Back when she was just Gage’s kid sister.

Back when she was off-limits in a way that was easy.

She’s not a kid now.

Nothing about the way she looks is easy.

Her eyes drag over my face. “Why do you act like I’m breakable?”

“Because,” I say tightly, “I remember when you were fourteen and cried for an hour because some senior boy canceled a date. And I told Gage I’d break his legs if he came near you again.”

She snorts. “You’re talking about Tommy Howard. He cried more than I did.”

“Doesn’t matter. You were young.”

“I was annoying,” she corrects. “I’m still annoying. I’m also twenty-four, trained in Krav Maga, and capable of reciting every password you’ve changed in the past eighteen months.”

That last part is not comforting.

“At the end of the day,” I say, “you’re still Gage’s little sister.”

“Newsflash,” she says, standing, the bag of cheese curls now abandoned.

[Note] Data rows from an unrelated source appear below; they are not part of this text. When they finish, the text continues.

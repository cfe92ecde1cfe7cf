//=========================================================================
// Game Configuration
//=========================================================================
//
// Tunables for the dimension core and the gameplay around it.
//
// All fields have defaults, so a TOML file only needs to mention what it
// overrides. `validate()` enforces the cross-field rules (most notably
// that the transition lock outlasts the visual crossfade).
//
//=========================================================================

//=== External Dependencies ===============================================

use std::time::Duration;

use serde::Deserialize;
use thiserror::Error;

//=== Internal Dependencies ===============================================

use crate::core::dimension::{DimensionPalette, Tint};

//=== ConfigError =========================================================

/// Rejected configuration values.
#[derive(Debug, Error)]
pub enum ConfigError {
    #[error("lock duration {lock_ms}ms is shorter than the visual transition ({visual_ms}ms)")]
    LockShorterThanTransition { lock_ms: u64, visual_ms: u64 },

    #[error("ghost alpha must be in [0.0, 1.0), got {0}")]
    GhostAlphaOutOfRange(f32),

    #[error("ghost tints must differ per dimension, both are {0:#08x}")]
    IndistinctGhostTints(u32),

    #[error("{field} must be positive, got {value}")]
    NonPositive { field: &'static str, value: f32 },

    #[error("invalid config file: {0}")]
    Parse(#[from] toml::de::Error),
}

//=== ShiftConfig =========================================================

/// Gameplay and dimension tuning.
///
/// # Defaults
///
/// - **Lock**: 200ms, crossfade 150ms
/// - **Ghost**: alpha 0.2, warm tint for Lumina, cool tint for Umbra
/// - **Tiles**: 32 world units
#[derive(Debug, Clone, PartialEq, Deserialize)]
#[serde(default)]
pub struct ShiftConfig {
    /// Cooldown after an accepted shift during which requests are dropped.
    pub lock_duration_ms: u64,

    /// Length of the cosmetic crossfade. Never longer than the lock.
    pub visual_transition_ms: u64,

    /// Alpha applied to the inactive layer and to ghosted entities.
    pub ghost_alpha: f32,

    /// Tint for Lumina while it is the ghost layer (0xRRGGBB).
    pub lumina_ghost_tint: u32,

    /// Tint for Umbra while it is the ghost layer (0xRRGGBB).
    pub umbra_ghost_tint: u32,

    pub tile_size: f32,
    pub gravity: f32,
    pub player_speed: f32,
    pub jump_velocity: f32,
    pub patrol_speed: f32,
    pub chase_speed: f32,

    /// Distance under which chase enemies start pursuing the player.
    pub chase_radius: f32,
}

impl Default for ShiftConfig {
    fn default() -> Self {
        Self {
            lock_duration_ms: 200,
            visual_transition_ms: 150,
            ghost_alpha: 0.2,
            lumina_ghost_tint: 0xFF_B3_47,
            umbra_ghost_tint: 0x4A_6F_FF,
            tile_size: 32.0,
            gravity: 1400.0,
            player_speed: 220.0,
            jump_velocity: 560.0,
            patrol_speed: 70.0,
            chase_speed: 110.0,
            chase_radius: 224.0,
        }
    }
}

impl ShiftConfig {
    //--- Loading ----------------------------------------------------------

    /// Parses and validates a TOML document.
    pub fn from_toml_str(source: &str) -> Result<Self, ConfigError> {
        let config: Self = toml::from_str(source)?;
        config.validate()?;
        Ok(config)
    }

    /// Checks cross-field rules.
    pub fn validate(&self) -> Result<(), ConfigError> {
        if self.lock_duration_ms < self.visual_transition_ms {
            return Err(ConfigError::LockShorterThanTransition {
                lock_ms: self.lock_duration_ms,
                visual_ms: self.visual_transition_ms,
            });
        }

        if !(0.0..1.0).contains(&self.ghost_alpha) {
            return Err(ConfigError::GhostAlphaOutOfRange(self.ghost_alpha));
        }

        let lumina = Tint::from_rgb(self.lumina_ghost_tint);
        if lumina == Tint::from_rgb(self.umbra_ghost_tint) {
            return Err(ConfigError::IndistinctGhostTints(lumina.rgb()));
        }

        let positive = [
            ("tile_size", self.tile_size),
            ("gravity", self.gravity),
            ("player_speed", self.player_speed),
            ("jump_velocity", self.jump_velocity),
            ("patrol_speed", self.patrol_speed),
            ("chase_speed", self.chase_speed),
            ("chase_radius", self.chase_radius),
        ];
        for (field, value) in positive {
            if value <= 0.0 || !value.is_finite() {
                return Err(ConfigError::NonPositive { field, value });
            }
        }

        Ok(())
    }

    //--- Derived Values ---------------------------------------------------

    pub fn lock_duration(&self) -> Duration {
        Duration::from_millis(self.lock_duration_ms)
    }

    /// Visual policy shared by tiles and entities.
    pub fn palette(&self) -> DimensionPalette {
        DimensionPalette {
            ghost_alpha: self.ghost_alpha,
            lumina_ghost_tint: Tint::from_rgb(self.lumina_ghost_tint),
            umbra_ghost_tint: Tint::from_rgb(self.umbra_ghost_tint),
        }
    }
}

//=========================================================================
// Unit Tests
//=========================================================================

#[cfg(test)]
mod tests {
    use super::*;

    #[test]
    fn defaults_are_valid() {
        let config = ShiftConfig::default();
        assert!(config.validate().is_ok());
        assert_eq!(config.lock_duration(), Duration::from_millis(200));
        assert_eq!(config.ghost_alpha, 0.2);
    }

    #[test]
    fn toml_overrides_only_named_fields() {
        let config = ShiftConfig::from_toml_str("lock_duration_ms = 300\nghost_alpha = 0.35\n")
            .expect("valid config");
        assert_eq!(config.lock_duration_ms, 300);
        assert_eq!(config.ghost_alpha, 0.35);
        assert_eq!(config.tile_size, 32.0);
    }

    #[test]
    fn lock_shorter_than_visual_is_rejected() {
        let result =
            ShiftConfig::from_toml_str("lock_duration_ms = 100\nvisual_transition_ms = 150\n");
        assert!(matches!(
            result,
            Err(ConfigError::LockShorterThanTransition { lock_ms: 100, visual_ms: 150 })
        ));
    }

    #[test]
    fn lock_equal_to_visual_is_accepted() {
        let config = ShiftConfig {
            lock_duration_ms: 150,
            visual_transition_ms: 150,
            ..ShiftConfig::default()
        };
        assert!(config.validate().is_ok());
    }

    #[test]
    fn opaque_ghost_is_rejected() {
        let config = ShiftConfig { ghost_alpha: 1.0, ..ShiftConfig::default() };
        assert!(matches!(config.validate(), Err(ConfigError::GhostAlphaOutOfRange(_))));
    }

    #[test]
    fn shared_ghost_tint_is_rejected() {
        let source = "lumina_ghost_tint = 0x808080\numbra_ghost_tint = 0x808080\n";
        let result = ShiftConfig::from_toml_str(source);
        assert!(matches!(result, Err(ConfigError::IndistinctGhostTints(0x80_80_80))));
    }

    #[test]
    fn ghost_tints_compare_on_rgb_only() {
        let config = ShiftConfig {
            lumina_ghost_tint: 0xFF_4A_6F_FF,
            umbra_ghost_tint: 0x4A_6F_FF,
            ..ShiftConfig::default()
        };
        assert!(matches!(config.validate(), Err(ConfigError::IndistinctGhostTints(_))));
    }

    #[test]
    fn non_positive_tile_size_is_rejected() {
        let config = ShiftConfig { tile_size: 0.0, ..ShiftConfig::default() };
        assert!(matches!(
            config.validate(),
            Err(ConfigError::NonPositive { field: "tile_size", .. })
        ));
    }

    #[test]
    fn malformed_toml_reports_parse_error() {
        let result = ShiftConfig::from_toml_str("lock_duration_ms = \"soon\"");
        assert!(matches!(result, Err(ConfigError::Parse(_))));
    }

    #[test]
    fn palette_carries_configured_tints() {
        let palette = ShiftConfig::default().palette();
        assert_eq!(palette.lumina_ghost_tint, Tint::from_rgb(0xFFB347));
        assert_eq!(palette.umbra_ghost_tint, Tint::from_rgb(0x4A6FFF));
    }
}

She steps into my space like boundaries are a suggestion. “I’m not a ‘little’ anything anymore.”

She’s close.

Too close.

I catch the glint of a silver chain at her throat, the edge of a tattoo curling up the inside of her wrist. Her lashes are clumped with mascara, and there’s a tiny smudge of orange cheese dust on her lip.

I want to swipe it off with my thumb.

Or my mouth.

An electric pulse ticks under my skin.

I break eye contact first.

Because if I don’t, I’m going to do something incredibly stupid.